Problem with my 2 rides is the request showed they were surge prices. Now I screen shot each request during surge periods.


----------



## Curtis Lee (May 20, 2015)

i had the similar issue... two rides were on surge then when i dropped the passenger off.... it was charged as a regular fare. I emailed Uber support but still got no response.


----------



## Beur (Apr 14, 2015)

I think it's bullshit there's a 5 minute grace period after opening the app before it starts surging. It totally contradicts the on-demand nature of rideshare. 

So I open the app, chat with my friends for 4.5 minutes and then order the ride. Everyone else who just opened the app pays 2.5 surge, but not me because I opened 4.5 minutes ago.


----------



## MR5STAR (May 18, 2015)

Beur said:


> I think it's bullshit there's a 5 minute grace period after opening the app before it starts surging. It totally contradicts the on-demand nature of rideshare.
> 
> So I open the app, chat with my friends for 4.5 minutes and then order the ride. Everyone else who just opened the app pays 2.5 surge, but not me because I opened 4.5 minutes ago.
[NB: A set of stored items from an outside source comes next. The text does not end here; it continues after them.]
//! Dashboard metrics over the ESF collections. Recomputed in full on each call.

use crate::models::{Act, Event, Information, Person, RiskFlags};
use serde::Serialize;
use std::collections::{BTreeMap, HashMap, HashSet};

/// Severity points per event in a month bucket.
pub const SEVERITY_PER_EVENT: usize = 10;
/// Phantom index above which an event counts as critical.
pub const PHANTOM_INDEX_CRITICAL: f64 = 70.0;
/// More critical events than this makes the threat level Critical.
pub const CRITICAL_EVENT_THRESHOLD: usize = 2;
const TOP_N: usize = 5;
const CRITICAL_MARKERS: [&str; 2] = ["critical", "urgent"];

#[derive(Debug, Clone, Copy, PartialEq, Eq, Serialize)]
pub enum ThreatLevel {
    Low,
    High,
    Critical,
}

#[derive(Debug, Clone, PartialEq, Eq, Serialize)]
#[serde(rename_all = "camelCase")]
pub struct MonthlyViolations {
    /// `YYYY-MM`
    pub month: String,
    pub count: usize,
    pub severity: usize,
}

#[derive(Debug, Clone, PartialEq, Eq, Serialize)]
pub struct RankedTerm {
    pub term: String,
    pub count: usize,
}

#[derive(Debug, Clone, PartialEq, Serialize)]
#[serde(rename_all = "camelCase")]
pub struct DashboardMetrics {
    pub threat_level: ThreatLevel,
    pub total_events: usize,
    pub total_acts: usize,
    pub total_persons: usize,
    pub critical_events: usize,
    pub violations_over_time: Vec<MonthlyViolations>,
    pub geo_hotspots: Vec<RankedTerm>,
    pub top_violated_rights: Vec<RankedTerm>,
    /// Percentage (0–100) of acts backed by at least one information record.
    pub evidence_completeness: f64,
}

/// Borrowed collections the aggregator reads.
#[derive(Debug, Default, Clone, Copy)]
pub struct DashboardInput<'a> {
    pub events: &'a [Event],
    pub acts: &'a [Act],
    pub persons: &'a [Person],
    pub information: &'a [Information],
    pub flags: RiskFlags,
}

pub fn compute_metrics(input: &DashboardInput<'_>) -> DashboardMetrics {
    let critical_events = input.events.iter().filter(|e| is_critical(e)).count();
    DashboardMetrics {
        threat_level: threat_level(input.flags, critical_events),
        total_events: input.events.len(),
        total_acts: input.acts.len(),
        total_persons: input.persons.len(),
        critical_events,
        violations_over_time: violations_over_time(input.events),
        geo_hotspots: top_terms(
            input
                .events
                .iter()
                .filter_map(|e| e.geographical_term.as_deref()),
        ),
        top_violated_rights: top_terms(input.acts.iter().map(|a| a.act_type.as_str())),
        evidence_completeness: evidence_completeness(input.acts, input.information),
    }
}

/// Low; High when a risk flag is set; Critical when more than two events are critical.
pub fn threat_level(flags: RiskFlags, critical_events: usize) -> ThreatLevel {
    let mut level = ThreatLevel::Low;
    if flags.any() {
        level = ThreatLevel::High;
    }
    if critical_events > CRITICAL_EVENT_THRESHOLD {
        level = ThreatLevel::Critical;
    }
    level
}

fn is_critical(event: &Event) -> bool {
    let flagged = [
        Some(event.title.as_str()),
        Some(event.description.as_str()),
        event.status.as_deref(),
        event.violation_status.as_deref(),
    ]
    .into_iter()
    .flatten()
    .any(|field| {
        let lower = field.to_lowercase();
        CRITICAL_MARKERS.iter().any(|m| lower.contains(m))
    });
    flagged || event.phantom_index.is_some_and(|p| p > PHANTOM_INDEX_CRITICAL)
}

/// Events grouped by `YYYY-MM` of their start date, oldest month first.
pub fn violations_over_time(events: &[Event]) -> Vec<MonthlyViolations> {
    let mut buckets: BTreeMap<&str, usize> = BTreeMap::new();
    for event in events {
        if let Some(month) = year_month(&event.start_date) {
            *buckets.entry(month).or_insert(0) += 1;
        }
    }
    buckets
        .into_iter()
        .map(|(month, count)| MonthlyViolations {
            month: month.to_string(),
            count,
            severity: count * SEVERITY_PER_EVENT,
        })
        .collect()
}

fn year_month(date: &str) -> Option<&str> {
    let ym = date.trim().get(..7)?;
    let bytes = ym.as_bytes();
    let well_formed = bytes[4] == b'-'
        && bytes[..4].iter().all(u8::is_ascii_digit)
        && bytes[5..].iter().all(u8::is_ascii_digit);
    well_formed.then_some(ym)
}

/// Top five terms by count, descending; ties broken alphabetically. Blank terms are ignored.
pub fn top_terms<'a>(terms: impl Iterator<Item = &'a str>) -> Vec<RankedTerm> {
    let mut counts: HashMap<&str, usize> = HashMap::new();
    for term in terms.map(str::trim).filter(|t| !t.is_empty()) {
        *counts.entry(term).or_insert(0) += 1;
    }
    let mut ranked: Vec<RankedTerm> = counts
        .into_iter()
        .map(|(term, count)| RankedTerm {
            term: term.to_string(),
            count,
        })
        .collect();
    ranked.sort_by(|a, b| b.count.cmp(&a.count).then_with(|| a.term.cmp(&b.term)));
    ranked.truncate(TOP_N);
    ranked
}

fn evidence_completeness(acts: &[Act], information: &[Information]) -> f64 {
    if acts.is_empty() {
        return 0.0;
    }
    let backed: HashSet<&str> = information.iter().map(|i| i.event_id.as_str()).collect();
    let documented = acts
        .iter()
        .filter(|a| backed.contains(a.event_id.as_str()))
        .count();
    let pct = documented as f64 / acts.len() as f64 * 100.0;
    (pct * 10.0).round() / 10.0
}
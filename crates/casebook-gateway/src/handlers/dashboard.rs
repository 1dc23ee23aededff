use super::ApiResult;
use crate::AppState;
use axum::{extract::State, Json};
use casebook_core::models::{Act, Event, Information, Person, RiskFlags};
use casebook_core::{compute_metrics, DashboardInput, DashboardMetrics};

/// Recomputed from the ESF collections on every request.
pub(crate) async fn metrics(State(state): State<AppState>) -> ApiResult<Json<DashboardMetrics>> {
    let events: Vec<Event> = state.store.list()?;
    let acts: Vec<Act> = state.store.list()?;
    let persons: Vec<Person> = state.store.list()?;
    let information: Vec<Information> = state.store.list()?;
    let flags: RiskFlags = state.store.get_singleton()?;

    Ok(Json(compute_metrics(&DashboardInput {
        events: &events,
        acts: &acts,
        persons: &persons,
        information: &information,
        flags,
    })))
}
This doesn't seem correct to me.


----------



## Beur (Apr 14, 2015)

MR5STAR said:


> This doesn't seem correct to me.


Read the cut and paste reply above from Uber. It's their policy.


----------



## MR5STAR (May 18, 2015)

You are interpreting it wrong i think. They are saying if u hit set pick up location you are locked in for 5 minutes before it will kick you back to the request screen at which point you will have to agree to new price if there is one.


----------



## Beur (Apr 14, 2015)

MR5STAR said:


> You are interpreting it wrong i think. They are saying if u hit set pick up location you are locked in for 5 minutes before it will kick you back to the request screen at which point you will have to agree to new price if there is one.


You can think what you want, it states "The riders had gotten to the request screen before surge went into effect, and this fare without surge is guaranteed if they request a car within 5 minutes."

When you open the app you are at the request screen which is not the set pick up location screen. Two different screens.


----------



## moneyforfun (Jan 8, 2015)

Beur said:


> It's going to be sow thing to the effect of: the passenger order pedi the ride before the surge or before the surge reflected in the passenger app. Let me find the cut and paste email.
> 
> *Edit*: Uber cut and paste response.
> 
> ...


In my case it was surging for at least 15 min prior. Previous ride was a surge ride


----------



## MR5STAR (May 18, 2015)

When i open the passenger app and its surging there is no grace period in my experience.


----------



## LAuberX (Jun 3, 2014)

When you get the ping it shows the distance, rider rating and surge multiplier, if any.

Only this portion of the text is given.